Big things are happening in India’s
financial and entertainment capital. Its contiguous urban population is nearing 25
million and its land is surrounded by water, making it the world’s second-most densely
populated major city. But there’s hope that a set of five transportation megaprojects -
that are under construction simultaneously throughout the city - will ease
the movement of people and goods, and help position it to become a global
power center by the middle of the century. This is Mumbai, the transforming megacity. Surrounded by the Arabian sea, Mumbai - which
means “mother” in Marathi, the local language - is the heart of the state of Maharashtra, the
second-most populous country subdivision on Earth and the single largest contributor to India’s
Economy.

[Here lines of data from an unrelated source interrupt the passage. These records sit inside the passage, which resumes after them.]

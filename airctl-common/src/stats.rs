// SPDX-License-Identifier: MIT
// Copyright (c) 2026 ADNT Sarl <info@adnt.io>

//! Link statistics and speed tests, emitted as InfluxDB line protocol.

use std::error::Error as StdError;
use std::fmt;
use std::io::{self, BufReader, Read};
use std::sync::LazyLock;
use std::thread;
use std::time::{Duration, SystemTime, UNIX_EPOCH};

use regex::bytes::Regex;
use serde::Deserialize;
use thiserror::Error;
use tracing::{debug, info};

use crate::remote::{ProcessGuard, RemoteError, RemoteShell};

// --- Device commands ---

/// Prints one JSON record per associated station.
pub const STATION_LIST_COMMAND: [&str; 1] = ["wstalist"];

/// Speed test listener; exits on its own after 90 seconds.
pub const SPEED_SERVER_COMMAND: [&str; 4] = ["ubntbox", "speedsrv", "-t", "90"];

/// Time given to the listener to start before the client connects.
pub const DEFAULT_SERVER_SETTLE: Duration = Duration::from_secs(3);

static SPEEDTEST_RESULT: LazyLock<Regex> = LazyLock::new(|| {
    Regex::new(r"RX: ([0-9.]+) Mbps\nTX: ([0-9.]+) Mbps\n").expect("speedtest pattern is valid")
});

type BoxError = Box<dyn StdError + Send + Sync>;

#[derive(Debug, Error)]
pub enum StatsError {
    #[error("{context}: {source}")]
    Remote {
        context: &'static str,
        #[source]
        source: RemoteError,
    },

    #[error("cannot parse wstalist output: {0}")]
    Decode(#[from] serde_json::Error),

    #[error("wstalist reader thread panicked")]
    Reader,

    #[error("cannot parse speedtest output: {0:?}")]
    Parse(String),

    #[error("metrics write failed: {0}")]
    Sink(#[source] BoxError),
}

/// One associated station as reported by `wstalist`.
#[derive(Clone, Debug, Default, Deserialize, PartialEq)]
#[serde(default)]
pub struct StationInfo {
    pub mac: String,
    pub name: String,
    #[serde(rename = "lastip")]
    pub last_ip: String,
    #[serde(rename = "associd")]
    pub assoc_id: i64,
    #[serde(rename = "aprepeater")]
    pub ap_repeater: i64,
    pub tx: f64,
    pub rx: f64,
    pub signal: i64,
    pub ccq: i64,
    pub idle: i64,
    pub uptime: i64,
    pub ack: i64,
    pub distance: i64,
    #[serde(rename = "txpower")]
    pub tx_power: i64,
    #[serde(rename = "noisefloor")]
    pub noise_floor: i64,
    pub airmax: AirMaxInfo,
    pub stats: StationStats,
    /// Rate labels, parallel to `signals`.
    #[serde(rename = "raters")]
    pub rates: Vec<String>,
    pub signals: Vec<i64>,
}

#[derive(Clone, Debug, Default, Deserialize, PartialEq, Eq)]
#[serde(default)]
pub struct AirMaxInfo {
    pub priority: i64,
    pub quality: i64,
    pub beam: i64,
    pub signal: i64,
    pub capacity: i64,
}

#[derive(Clone, Debug, Default, Deserialize, PartialEq, Eq)]
#[serde(default)]
pub struct StationStats {
    pub rx_data: i64,
    pub rx_bytes: i64,
    pub rx_pps: i64,
    pub tx_data: i64,
    pub tx_bytes: i64,
    pub tx_pps: i64,
}

/// Throughput in both directions, in bytes per second as `speedtest`
/// reports it (Mbps scaled by 10^6).
#[derive(Clone, Copy, Debug, PartialEq)]
pub struct SpeedTestResult {
    pub rx_rate: f64,
    pub tx_rate: f64,
}

/// List the stations associated with `access_point`.
///
/// The JSON is decoded on a separate thread while `wstalist` runs, so a
/// large listing cannot fill the pipe and stall the command.
pub fn fetch_station_info<S>(
    shell: &S,
    access_point: &str,
) -> Result<Vec<StationInfo>, StatsError>
where
    S: RemoteShell + ?Sized,
{
    let mut stream = shell
        .stream(access_point, &STATION_LIST_COMMAND)
        .map_err(|source| StatsError::Remote {
            context: "wstalist",
            source,
        })?;
    let stdout = stream
        .take_stdout()
        .unwrap_or_else(|| Box::new(io::empty()) as Box<dyn Read + Send>);

    let decoder = thread::spawn(move || {
        serde_json::from_reader::<_, Vec<StationInfo>>(BufReader::new(stdout))
    });

    let exited = stream.wait();
    let decoded = decoder.join().map_err(|_| StatsError::Reader)?;

    exited.map_err(|source| StatsError::Remote {
        context: "wstalist",
        source,
    })?;
    let stations = decoded?;
    debug!(count = stations.len(), "stations listed");
    Ok(stations)
}

/// Pull the RX and TX rates out of `ubntbox speedtest` output.
///
/// The output must contain the `RX: <n> Mbps` / `TX: <n> Mbps` pair exactly
/// once.
pub fn parse_speedtest_output(output: &[u8]) -> Result<SpeedTestResult, StatsError> {
    let fail = || StatsError::Parse(String::from_utf8_lossy(output).into_owned());

    let mut matches = SPEEDTEST_RESULT.captures_iter(output);
    let captures = matches.next().ok_or_else(fail)?;
    if matches.next().is_some() {
        return Err(fail());
    }

    let rate = |index: usize| -> Result<f64, StatsError> {
        let text = std::str::from_utf8(&captures[index]).map_err(|_| fail())?;
        let mbps: f64 = text.parse().map_err(|_| fail())?;
        Ok(mbps * 1000.0 * 1000.0)
    };

    Ok(SpeedTestResult {
        rx_rate: rate(1)?,
        tx_rate: rate(2)?,
    })
}

#[derive(Clone, Copy, Debug)]
pub struct SpeedTestOptions {
    /// Delay between starting the listener and running the client.
    pub server_settle: Duration,
}

impl Default for SpeedTestOptions {
    fn default() -> Self {
        Self {
            server_settle: DEFAULT_SERVER_SETTLE,
        }
    }
}

/// Measure the link between `access_point` and `station`.
///
/// The listener runs on the station and is killed when this returns,
/// whatever the outcome. `station_ip` is the station's address as seen from
/// the access point.
pub fn run_speed_test<S>(
    shell: &S,
    access_point: &str,
    station: &str,
    station_ip: &str,
    options: SpeedTestOptions,
) -> Result<SpeedTestResult, StatsError>
where
    S: RemoteShell + ?Sized,
{
    let _server = shell
        .spawn(station, &SPEED_SERVER_COMMAND)
        .map(ProcessGuard::new)
        .map_err(|source| StatsError::Remote {
            context: "speedsrv",
            source,
        })?;

    // No readiness signal from speedsrv, so give it a moment
    if !options.server_settle.is_zero() {
        thread::sleep(options.server_settle);
    }

    info!("running speed test {access_point} -> {station_ip}");
    let output = shell
        .combined_output(
            access_point,
            &["ubntbox", "speedtest", "-d", "both", "-q", station_ip],
        )
        .map_err(|source| StatsError::Remote {
            context: "speedtest",
            source,
        })?;

    parse_speedtest_output(&output)
}

/// A line protocol field value.
#[derive(Clone, Copy, Debug, PartialEq)]
pub enum FieldValue {
    Float(f64),
    Integer(i64),
}

impl From<f64> for FieldValue {
    fn from(value: f64) -> Self {
        FieldValue::Float(value)
    }
}

impl From<i64> for FieldValue {
    fn from(value: i64) -> Self {
        FieldValue::Integer(value)
    }
}

impl fmt::Display for FieldValue {
    fn fmt(&self, f: &mut fmt::Formatter<'_>) -> fmt::Result {
        match self {
            FieldValue::Float(v) => write!(f, "{v:.6}"),
            FieldValue::Integer(v) => write!(f, "{v}"),
        }
    }
}

fn escape_measurement(name: &str) -> String {
    name.replace(',', "\\,").replace(' ', "\\ ")
}

fn escape_tag(value: &str) -> String {
    value
        .replace(',', "\\,")
        .replace('=', "\\=")
        .replace(' ', "\\ ")
}

/// Batch of line protocol records sharing one timestamp.
#[derive(Clone, Debug)]
pub struct LineProtocol {
    timestamp: i64,
    buf: String,
    lines: usize,
}

impl LineProtocol {
    /// `timestamp` is in nanoseconds since the epoch.
    pub fn new(timestamp: i64) -> Self {
        Self {
            timestamp,
            buf: String::new(),
            lines: 0,
        }
    }

    pub fn now() -> Self {
        let nanos = SystemTime::now()
            .duration_since(UNIX_EPOCH)
            .map(|d| d.as_nanos() as i64)
            .unwrap_or_default();
        Self::new(nanos)
    }

    pub fn timestamp(&self) -> i64 {
        self.timestamp
    }

    /// Append `measurement,tag=value,... value=<value> <timestamp>`.
    pub fn push(
        &mut self,
        measurement: &str,
        tags: &[(&str, &str)],
        value: impl Into<FieldValue>,
    ) {
        self.buf.push_str(&escape_measurement(measurement));
        for (key, tag) in tags {
            self.buf.push(',');
            self.buf.push_str(&escape_tag(key));
            self.buf.push('=');
            self.buf.push_str(&escape_tag(tag));
        }
        self.buf.push_str(&format!(" value={} {}\n", value.into(), self.timestamp));
        self.lines += 1;
    }

    /// All radio metrics for one station.
    pub fn push_station(&mut self, access_point: &str, station: &StationInfo) {
        let tags = [("ap", access_point), ("station", station.name.as_str())];

        self.push("TX", &tags, station.tx);
        self.push("RX", &tags, station.rx);
        self.push("Signal", &tags, station.signal);
        self.push("CCQ", &tags, station.ccq);
        self.push("Distance", &tags, station.distance);
        self.push("TxPower", &tags, station.tx_power);
        self.push("NoiseFloor", &tags, station.noise_floor);
        self.push("AirMaxPriority", &tags, station.airmax.priority);
        self.push("AirMaxQuality", &tags, station.airmax.quality);
        self.push("AirMaxBeam", &tags, station.airmax.beam);
        self.push("AirMaxSignal", &tags, station.airmax.signal);
        self.push("AirMaxCapacity", &tags, station.airmax.capacity);

        // Arrays should be the same length; extra entries on either side are dropped
        for (rate, signal) in station.rates.iter().zip(&station.signals) {
            self.push(&format!("Signal{rate}"), &tags, *signal);
        }
    }

    pub fn push_speed_test(
        &mut self,
        access_point: &str,
        station: &str,
        result: &SpeedTestResult,
    ) {
        let tags = [("ap", access_point), ("station", station)];
        self.push("RxSpeedTest", &tags, result.rx_rate);
        self.push("TxSpeedTest", &tags, result.tx_rate);
    }

    pub fn len(&self) -> usize {
        self.lines
    }

    pub fn is_empty(&self) -> bool {
        self.lines == 0
    }

    pub fn as_str(&self) -> &str {
        &self.buf
    }
}

/// Destination for a batch of line protocol.
pub trait MetricsSink {
    type Error: Into<BoxError>;

    fn write(&self, body: &str) -> Result<(), Self::Error>;
}

/// What one collector run does.
#[derive(Clone, Debug)]
pub struct CollectOptions {
    pub access_point: String,
    pub station: String,
    /// Station address as the access point sees it.
    pub station_ip: String,
    pub collect_stats: bool,
    pub speed_test: bool,
    pub speed: SpeedTestOptions,
}

/// Gather the enabled measurements and write them to `sink` in one batch.
pub fn collect<S, M>(
    shell: &S,
    sink: &M,
    options: &CollectOptions,
) -> Result<LineProtocol, StatsError>
where
    S: RemoteShell + ?Sized,
    M: MetricsSink + ?Sized,
{
    let mut batch = LineProtocol::now();

    if options.collect_stats {
        let stations = fetch_station_info(shell, &options.access_point)?;
        for station in &stations {
            batch.push_station(&options.access_point, station);
        }
    }

    if options.speed_test {
        let result = run_speed_test(
            shell,
            &options.access_point,
            &options.station,
            &options.station_ip,
            options.speed,
        )?;
        batch.push_speed_test(&options.access_point, &options.station, &result);
    }

    info!(records = batch.len(), "writing measurements");
    sink.write(batch.as_str())
        .map_err(|e| StatsError::Sink(e.into()))?;
    Ok(batch)
}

What was a group of islands were - by 1845 - merged into one landmass through multiple
land reclamation projects. But it was a turning point in American history that did arguably
the most to place Mumbai on its modern path. Had it not been for the Civil War in the United
States, Mumbai probably wouldn’t have been as important a city as it is today. That source of raw
cotton for the newly industrialized England suddenly dried up due to the Civil War.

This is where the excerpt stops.